What grits to use for final finishing?


Junior Member
I have finished spraying a headstock with nitro. The surface isn't perfect because I didn't sand inbetween coats. There isn't a lot of orange peel but there is build up at the machine hole area and along the edge. What grit should I start with? Is 400 right or would 600 be best?

If you've got orange peel/build up try using a #320 3M sanding sponge first, you'd be sanding forever with anything finer. If you have both some orange peel AND build up, don't be surprised if you need to shoot some more lacquer after getting that all sanded back down even. How many weeks has it cured?
If you want a glass like surface you'll need sand enough to cut down through all that orange peel to form a level surface from the lowest point.  Starting with 400 (or as mentioned 320) is probably where you need to be - you absolutely should use some sort of backing or sanding block.

A note of warning though, depending on how bad that orange peel is you may be at risk of cutting through to the wood, and again as mentioned, you may need to shoot additional coats in order to have a decent final finish thickness.

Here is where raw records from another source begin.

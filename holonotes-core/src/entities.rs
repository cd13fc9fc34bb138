//! Payload entities and the ledger envelopes that carry them.

use crate::codec;
use crate::error::CodecError;
use crate::identity::{ActionHash, AgentKey, EntryHash, Timestamp};
use serde::{Deserialize, Serialize};

// ============================================================================
// PAYLOADS
// ============================================================================

/// A short text note. Immutable once written; edits produce a new revision.
#[derive(Debug, Clone, PartialEq, Eq, Serialize, Deserialize)]
pub struct Note {
    pub title: String,
    pub content: String,
    pub created_at: Timestamp,
}

impl Note {
    pub fn new(title: impl Into<String>, content: impl Into<String>, created_at: Timestamp) -> Self {
        Self {
            title: title.into(),
            content: content.into(),
            created_at,
        }
    }

    /// Title and content are both non-blank.
    pub fn is_complete(&self) -> bool {
        !self.title.trim().is_empty() && !self.content.trim().is_empty()
    }
}

/// Per-agent display profile.
#[derive(Debug, Clone, PartialEq, Eq, Serialize, Deserialize)]
pub struct Profile {
    pub nickname: String,
}

/// Application entry type discriminator.
#[derive(Debug, Clone, Copy, PartialEq, Eq, Hash, Serialize, Deserialize)]
pub enum EntryType {
    Note,
    Profile,
}

// ============================================================================
// ACTIONS
// ============================================================================

/// What an action does to the chain it belongs to.
#[derive(Debug, Clone, Copy, PartialEq, Eq, Hash, Serialize, Deserialize)]
#[serde(tag = "type")]
pub enum ActionKind {
    Create,
    Update {
        original_action_hash: ActionHash,
        previous_action_hash: ActionHash,
    },
    Delete {
        deletes_action_hash: ActionHash,
    },
}

/// An immutable unit of ledger history.
#[derive(Debug, Clone, PartialEq, Eq, Serialize, Deserialize)]
pub struct Action {
    pub author: AgentKey,
    /// Local-ordering sequence number assigned by the substrate.
    pub seq: u64,
    pub timestamp: Timestamp,
    pub kind: ActionKind,
    pub entry_type: Option<EntryType>,
    pub entry_hash: Option<EntryHash>,
}

impl Action {
    pub fn is_create(&self) -> bool {
        matches!(self.kind, ActionKind::Create)
    }

    pub fn is_update(&self) -> bool {
        matches!(self.kind, ActionKind::Update { .. })
    }

    pub fn is_delete(&self) -> bool {
        matches!(self.kind, ActionKind::Delete { .. })
    }

    /// Create and Update actions carry an entry; Delete does not.
    pub fn creates_entry(&self) -> bool {
        !self.is_delete()
    }

    pub fn original_action_hash(&self) -> Option<ActionHash> {
        match self.kind {
            ActionKind::Update {
                original_action_hash,
                ..
            } => Some(original_action_hash),
            _ => None,
        }
    }

    pub fn previous_action_hash(&self) -> Option<ActionHash> {
        match self.kind {
            ActionKind::Update {
                previous_action_hash,
                ..
            } => Some(previous_action_hash),
            _ => None,
        }
    }

    pub fn deletes_action_hash(&self) -> Option<ActionHash> {
        match self.kind {
            ActionKind::Delete {
                deletes_action_hash,
            } => Some(deletes_action_hash),
            _ => None,
        }
    }
}

/// An action together with its content-derived hash.
#[derive(Debug, Clone, PartialEq, Eq, Serialize, Deserialize)]
pub struct SignedAction {
    pub hash: ActionHash,
    pub action: Action,
}

impl SignedAction {
    /// Hash the canonical encoding of `action`.
    pub fn from_action(action: Action) -> Result<Self, CodecError> {
        let bytes = codec::canonical_action_bytes(&action)?;
        Ok(Self {
            hash: ActionHash::digest(&bytes),
            action,
        })
    }
}

/// Entry slot of a record.
#[derive(Debug, Clone, PartialEq, Eq, Serialize, Deserialize)]
pub enum RecordEntry {
    Present(Vec<u8>),
    NotApplicable,
}

impl RecordEntry {
    pub fn as_bytes(&self) -> Option<&[u8]> {
        match self {
            Self::Present(bytes) => Some(bytes),
            Self::NotApplicable => None,
        }
    }
}

/// A signed action and the entry it carries, as returned by ledger reads.
#[derive(Debug, Clone, PartialEq, Eq, Serialize, Deserialize)]
pub struct Record {
    pub signed_action: SignedAction,
    pub entry: RecordEntry,
}

impl Record {
    pub fn action_hash(&self) -> ActionHash {
        self.signed_action.hash
    }

    pub fn action(&self) -> &Action {
        &self.signed_action.action
    }
}

// ============================================================================
// LINKS
// ============================================================================

/// Link types declared by the notes and profile zomes.
#[derive(Debug, Clone, Copy, PartialEq, Eq, Hash, Serialize, Deserialize)]
pub enum LinkType {
    /// `list_notes` anchor to each created note.
    ListNotes,
    /// Original note action to each of its updates.
    NoteUpdates,
    /// Agent key to the agent's profile.
    AgentToProfile,
}

/// Base address a link hangs off.
#[derive(Debug, Clone, PartialEq, Eq, Hash, Serialize, Deserialize)]
pub enum LinkBase {
    Anchor(String),
    Action(ActionHash),
    Agent(AgentKey),
}

/// A directed, typed discovery edge.
#[derive(Debug, Clone, PartialEq, Eq, Serialize, Deserialize)]
pub struct Link {
    pub base: LinkBase,
    pub target: ActionHash,
    pub link_type: LinkType,
    pub timestamp: Timestamp,
    pub seq: u64,
    pub create_link_hash: ActionHash,
}

/// Payload of the `update_note` call.
#[derive(Debug, Clone, PartialEq, Eq, Serialize, Deserialize)]
pub struct UpdateNoteInput {
    pub original_note_hash: ActionHash,
    pub previous_note_hash: ActionHash,
    pub updated_note: Note,
}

Once you have wet sanded the surface level and to an even matte appearance only then do you begin moving up in grit.  The idea is to use the next higher grit only as long as necessary to eliminate the deep scratches of the prior grit, then you move on up the schedule.  I start at 600 then 800, 1000, and 1500.  Beyond that I use polishing compound on a buffing wheel.

Sanding between coats is not always required, but as soon as you start seeing orange peel it is best to start sanding in order to reduce or eliminate the problem.  Wait too long and your workload just grows.
Depending on the weather it needs at least 3 weeks of cure time.  I waited that long in November for my guitar body and it turned out to be soft.  Should have waited longer.  Now I have to wait for the weather to get better before I try again.  I bring this up because of the time of year and I know the feeling of being almost there.  I have to do something, Right?  Nope, wrong answer.  Another nice thing is Nitro lacquer will shrink and pull a lot of the imperfections out with time.  If you do get antsy to move forward on the guitar, wait for it to harden properly, then build it and come back and finalize the finish in 2-3 months.  That is what I would recommend.

Thank you guys. After curing for 2 weeks I went from 400, 600, 800, 1000 with block. This was done on the flat front headstock only. Unfortunately I have some small chips around the edge in about 3 places. Bums me out. I shouldv'e done the whole headstock or maybe used oil.

But all in all it looks OK. Thanks for your help.